By Marcela Ayres
BRASILIA (Reuters) – Brazil’s central bank announced on Friday tougher rules for fintechs, saying that payment institutions will now be subject to regulations based on their size and complexity, and it also increased the standards for required capital.
The new framework, which will start taking effect in January 2023 with full implementation by January 2025, will extend the proportionality of regulatory requirements currently used for conglomerates of financial institutions to include financial conglomerates led by payment institutions.
The move is expected to affect companies such as credit card issuer Nubank, payment company PagSeguro, financial technology solutions firm StoneCo and digital wallet PicPay.
The calculation of regulatory capital will now disregard assets that have little or no value for payment institutions functioning, said the central bank, noting that this will ensure companies have a greater capacity to absorb unexpected losses.
The changes, which the sector has been waiting for since a public consultation was opened on the subject in late 2020, will preserve easier entry for new competitors in the payments sector, “in order to increase competition in the system and financial inclusion,” the central bank said.

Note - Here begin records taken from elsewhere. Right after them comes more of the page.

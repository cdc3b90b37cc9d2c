//! SQLite connection management.
//!
//! The store is an explicitly constructed pool handed to the run
//! controller; nothing here is global. WAL mode lets the CRM application
//! keep reading and writing while a pass is running.

use anyhow::{Context, Result};
use sqlx::sqlite::{SqliteConnectOptions, SqliteJournalMode, SqlitePool, SqlitePoolOptions};
use std::str::FromStr;
use std::time::Duration;

use crate::config::Config;

/// Create a pool, creating the database file and parent directories if needed.
///
/// Used by `vectorize init`.
pub async fn connect(config: &Config) -> Result<SqlitePool> {
    let db_path = &config.db.path;

    if let Some(parent) = db_path.parent() {
        if !parent.as_os_str().is_empty() {
            std::fs::create_dir_all(parent)?;
        }
    }

    open(config, true).await
}

/// Open a pool on an existing database. A missing file is an error.
pub async fn connect_existing(config: &Config) -> Result<SqlitePool> {
    open(config, false).await
}

async fn open(config: &Config, create: bool) -> Result<SqlitePool> {
    let db_path = &config.db.path;

    let options = SqliteConnectOptions::from_str(&format!("sqlite:{}", db_path.display()))?
        .create_if_missing(create)
        .journal_mode(SqliteJournalMode::Wal)
        .busy_timeout(Duration::from_secs(5));

    let pool = SqlitePoolOptions::new()
        .max_connections(5)
        .connect_with(options)
        .await
        .with_context(|| format!("Failed to open database at {}", db_path.display()))?;

    Ok(pool)
}
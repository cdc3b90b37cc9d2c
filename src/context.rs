//! Context assembly: one text blob per record for the embedding model.
//!
//! The blob is a short header naming who, what, and when, followed by the
//! record body:
//!
//! ```text
//! Subject: Renewal pricing
//! From: Dana Reyes <dana@acme.io>
//! Organization: Acme Corp
//! Deal: Acme 2025 renewal
//! Date: 2025-03-14
//!
//! Hi, following up on the proposal...
//! ```
//!
//! A header line whose value is missing or blank is left out entirely. A
//! record with no descriptive field and a blank body yields an empty string.
//! Output depends only on the record's fields.

use crate::models::{EmailDirection, RecordKind, VectorizableRecord};

/// Build the embedding input for `record`.
pub fn build_context(record: &VectorizableRecord) -> String {
    let ctx = &record.context;
    let mut lines: Vec<String> = Vec::with_capacity(6);

    let subject_label = match record.key.kind {
        RecordKind::Call => "Call",
        RecordKind::Email => "Subject",
    };
    push_field(&mut lines, subject_label, ctx.subject.as_deref());

    let counterpart_label = match (record.key.kind, ctx.direction) {
        (RecordKind::Email, Some(EmailDirection::Inbound)) => "From",
        (RecordKind::Email, Some(EmailDirection::Outbound)) => "To",
        _ => "Contact",
    };
    push_field(
        &mut lines,
        counterpart_label,
        counterpart(ctx.contact_name.as_deref(), ctx.contact_email.as_deref()).as_deref(),
    );

    push_field(&mut lines, "Organization", ctx.organization.as_deref());
    push_field(&mut lines, "Deal", ctx.deal.as_deref());

    let body = record.primary_text.trim();
    if lines.is_empty() && body.is_empty() {
        // A bare date carries no meaning worth a vector
        return String::new();
    }
    if let Some(at) = record.occurred_at {
        lines.push(format!("Date: {}", at.format("%Y-%m-%d")));
    }

    let mut out = lines.join("\n");
    if !body.is_empty() {
        out.push_str("\n\n");
        out.push_str(body);
    }
    out
}

fn push_field(lines: &mut Vec<String>, label: &str, value: Option<&str>) {
    if let Some(v) = non_blank(value) {
        lines.push(format!("{}: {}", label, v));
    }
}

fn non_blank(value: Option<&str>) -> Option<&str> {
    value.map(str::trim).filter(|v| !v.is_empty())
}

/// `Name <email>`, or whichever half is present.
fn counterpart(name: Option<&str>, email: Option<&str>) -> Option<String> {
    match (non_blank(name), non_blank(email)) {
        (Some(n), Some(e)) => Some(format!("{} <{}>", n, e)),
        (Some(n), None) => Some(n.to_string()),
        (None, Some(e)) => Some(e.to_string()),
        (None, None) => None,
    }
}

Traditional banks in Brazil were urging the regulator to bring rules for highly successful fintechs into line with their own, saying that many such firms have grown at a dizzying pace amid loose regulation.
The central bank views the new rules as necessary given the diversification and sophistication of payment institutions since 2013, when it put them under its supervision, paving the way for the nascent industry of financial start-ups using technology to simplify payments, transfers and borrowing.
“In this process, part of the segment created financial subsidiaries and started to assume new risks, without proportional prudential requirements,” the central bank said.